Rome’s Fallen Eagle by Robert Fabbri - Another good volume in Fabbri’s fictionalised account of the life of Vespasian. These books feel well researched and, like Cornwell, Fabbri gives notes at the end explaining where he has deviated from the known history and where he has speculated in the absence of documented history. Aspects that make the books feel more convincing. The main problem I have with the books is the high levels of gratuitous gore in the fighting sequences. I guess it’s a difficult balance; these battles would have been grim affairs and veracity demands some honesty in the descriptions but, for me, Fabbri does step a little further over that line than is necessary. 4/5 stars
One Day All This Will Be Yours by Adrian Tchaikovsky - This is a rather fun novella about time travel gone off the deep end! It is told with considerable humour making it a very easy read but it also has more than enough meat to it to make the reader do some thinking. 4/5 stars
Artifact Space by Miles Cameron - New author to me. This is fun, heroic, adventure space opera. No great complexity but a lot of fun.
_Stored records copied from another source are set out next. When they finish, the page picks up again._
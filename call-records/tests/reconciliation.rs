use call_records::{
    BlandWebhookPayload, CallIngestService, Intent, Outcome, PostCallWebhook, ReconcileOutcome, RetryPolicy,
    SaveConversationRequest, SaveOutcome,
};
use serde_json::{json, Value};

fn service() -> CallIngestService {
    CallIngestService::in_memory(None, RetryPolicy::default())
}

fn transcript(count: usize) -> Vec<Value> {
    (0..count)
        .map(|i| {
            let (user, text) = match i {
                0 => ("assistant", "Provider services, how can I help you today?".to_string()),
                1 => ("user", "I need to check the status of a claim.".to_string()),
                _ if i % 2 == 0 => ("assistant", format!("Agent line {i}")),
                _ => ("user", format!("Caller line {i}")),
            };
            json!({"user": user, "text": text, "created_at": "2025-11-14T10:00:00Z"})
        })
        .collect()
}

fn webhook(entries: usize, complete: bool) -> BlandWebhookPayload {
    serde_json::from_value(json!({
        "call_id": "bland-call-77",
        "from_number": "+13105550100",
        "to": "+18005550123",
        "completed": complete,
        "status": if complete { "completed" } else { "in-progress" },
        "call_length": 2.5,
        "created_at": "2025-11-14T10:00:00Z",
        "end_at": "2025-11-14T10:02:30Z",
        "recording_url": "https://recordings.example/bland-call-77.mp3",
        "transcripts": transcript(entries),
        "variables": {
            "call_intent": "claim status",
            "npi": "1234567890",
            "provider_name": "Dr. Sarah Chen",
            "found": "true",
            "claim_status": "paid",
            "claim_number": "CLM-00482100",
            "now": "2025-11-14"
        }
    }))
    .unwrap()
}

#[tokio::test]
async fn same_complete_webhook_twice_keeps_one_record() {
    let service = service();

    let (first, inserted) = service.ingest_bland(webhook(10, true)).await.unwrap();
    assert_eq!(first, ReconcileOutcome::Inserted);

    let (_, again) = service.ingest_bland(webhook(10, true)).await.unwrap();
    assert_eq!(service.count().await.unwrap(), 1);
    assert_eq!(again.transcript.len(), inserted.transcript.len());
    assert_eq!(again.intent, inserted.intent);
    assert_eq!(again.outcome, inserted.outcome);
    assert_eq!(again.tags, inserted.tags);
    assert_eq!(again.extracted_data, inserted.extracted_data);
}

#[tokio::test]
async fn incomplete_retry_never_shrinks_a_complete_record() {
    let service = service();
    service.ingest_bland(webhook(10, true)).await.unwrap();

    let (outcome, _) = service.ingest_bland(webhook(2, false)).await.unwrap();
    assert_eq!(outcome, ReconcileOutcome::SkippedIncomplete);

    let stored = service.get("bland-call-77").await.unwrap().unwrap();
    assert_eq!(stored.transcript.len(), 10);
    assert_eq!(stored.intent, Some(Intent::Claims));
    assert_eq!(stored.outcome, Outcome::Resolved);
    assert!(stored.complete);
    assert_eq!(stored.duration_seconds, 150);
    assert_eq!(stored.tags, vec!["claims", "auto-resolved", "claim-paid"]);
    assert_eq!(stored.auth_success, None);
    assert_eq!(stored.provider_npi.as_deref(), Some("1234567890"));
}

#[tokio::test]
async fn partial_delivery_is_upgraded_by_completion() {
    let service = service();
    let mut partial = webhook(0, false);
    partial.recording_url = None;
    service.ingest_bland(partial).await.unwrap();

    let (outcome, record) = service.ingest_bland(webhook(6, true)).await.unwrap();
    assert_eq!(outcome, ReconcileOutcome::Merged);
    assert!(record.complete);
    assert_eq!(record.transcript.len(), 6);
    assert_eq!(
        record.recording_url.as_deref(),
        Some("https://recordings.example/bland-call-77.mp3")
    );
}

#[tokio::test]
async fn vendor_b_webhook_then_flag() {
    let service = service();
    let webhook: PostCallWebhook = serde_json::from_value(json!({
        "type": "post_call_transcription",
        "data": {
            "conversation_id": "conv_5",
            "status": "done",
            "transcript": [
                {"role": "agent", "message": "Thank you. Let me connect you with a team member."},
                {"role": "user", "message": "I need to submit an appeal."}
            ],
            "metadata": {"start_time_unix_secs": 1763114400, "call_duration_secs": 40},
            "analysis": {"call_successful": "success", "data_collection_results": {}}
        }
    }))
    .unwrap();

    let (outcome, record) = service.ingest_elevenlabs_webhook(webhook).await.unwrap();
    assert_eq!(outcome, ReconcileOutcome::Inserted);
    assert_eq!(record.call_id, "el_conv_5");
    assert!(record.transferred);
    assert_eq!(record.transfer_reason.as_deref(), Some("Out-of-scope request"));
    assert_eq!(record.tags, vec!["elevenlabs", "general", "transferred"]);

    let flagged = service.set_flagged("el_conv_5", true).await.unwrap().unwrap();
    assert!(flagged.flagged);
}

#[tokio::test]
async fn extreme_vendor_b_durations_are_still_recorded() {
    let service = service();

    let request: SaveConversationRequest = serde_json::from_value(json!({
        "conversation_id": "conv_marathon",
        "transcript": [{"speaker": "user", "text": "Checking eligibility."}],
        "duration_seconds": 100_000_000_000_000u64
    }))
    .unwrap();
    let (call_id, outcome) = service.save_conversation(request).await.unwrap();
    assert_eq!(outcome, SaveOutcome::Saved);
    let saved = service.get(&call_id).await.unwrap().unwrap();
    assert_eq!(saved.duration_seconds, 100_000_000_000_000);

    let webhook: PostCallWebhook = serde_json::from_value(json!({
        "type": "post_call_transcription",
        "data": {
            "conversation_id": "conv_overflow",
            "status": "done",
            "transcript": [{"role": "user", "message": "Claim status please."}],
            "metadata": {"start_time_unix_secs": 1700000000, "call_duration_secs": 100_000_000_000_000u64}
        }
    }))
    .unwrap();
    let (outcome, record) = service.ingest_elevenlabs_webhook(webhook).await.unwrap();
    assert_eq!(outcome, ReconcileOutcome::Inserted);
    assert_eq!(record.started_at.timestamp(), 1_700_000_000);
    assert_eq!(service.count().await.unwrap(), 2);
}

#[tokio::test]
async fn string_typed_vendor_a_scalars_are_accepted() {
    let service = service();
    let payload = BlandWebhookPayload::from_slice(
        br#"{"call_id":"bland-str","completed":"true","status":"completed","call_length":"2.5"}"#,
    )
    .unwrap();

    let (outcome, record) = service.ingest_bland(payload).await.unwrap();
    assert_eq!(outcome, ReconcileOutcome::Inserted);
    assert!(record.complete);
    assert_eq!(record.duration_seconds, 150);
}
It is a little tope-ish with the slightly cliched young person with a handicap of some sort - deprived background, disabled, discraced (always unfairly) – makes good and performs better than all their elders/superiors to save the day. So okay, very much a trop, but that doesn’t mean it can’t be well done, and Cameron has generally done a good job (though his editor could use a kick up the backside for the amount of valid spelling typos that have slipped through and the illustration and map that do not match the text). I would say it is similar in both style and quality to the likes of Kris Longknife, Vatta and Miles Vorkisigan. So good light reading with a bit of romance but without rubbing your face in it. A bit of a cliff hanger ending and I’m looking forward to the next offering. Very good for a light adventure read. 4/5 stars
These include the first two of a multitude of new, recommended authors I have coming up in the next couple of months. James Smythe’s I’m still dreaming was recommended by Emily St John Mandel and was good but not brilliant. And Miles Cameron’s Artifact Space was recommended by
@Danny McG and
@Vince W (there may have been others but those were the two I remember) along with Peter F Hamilton and Alastair Reynolds and was great easy reading.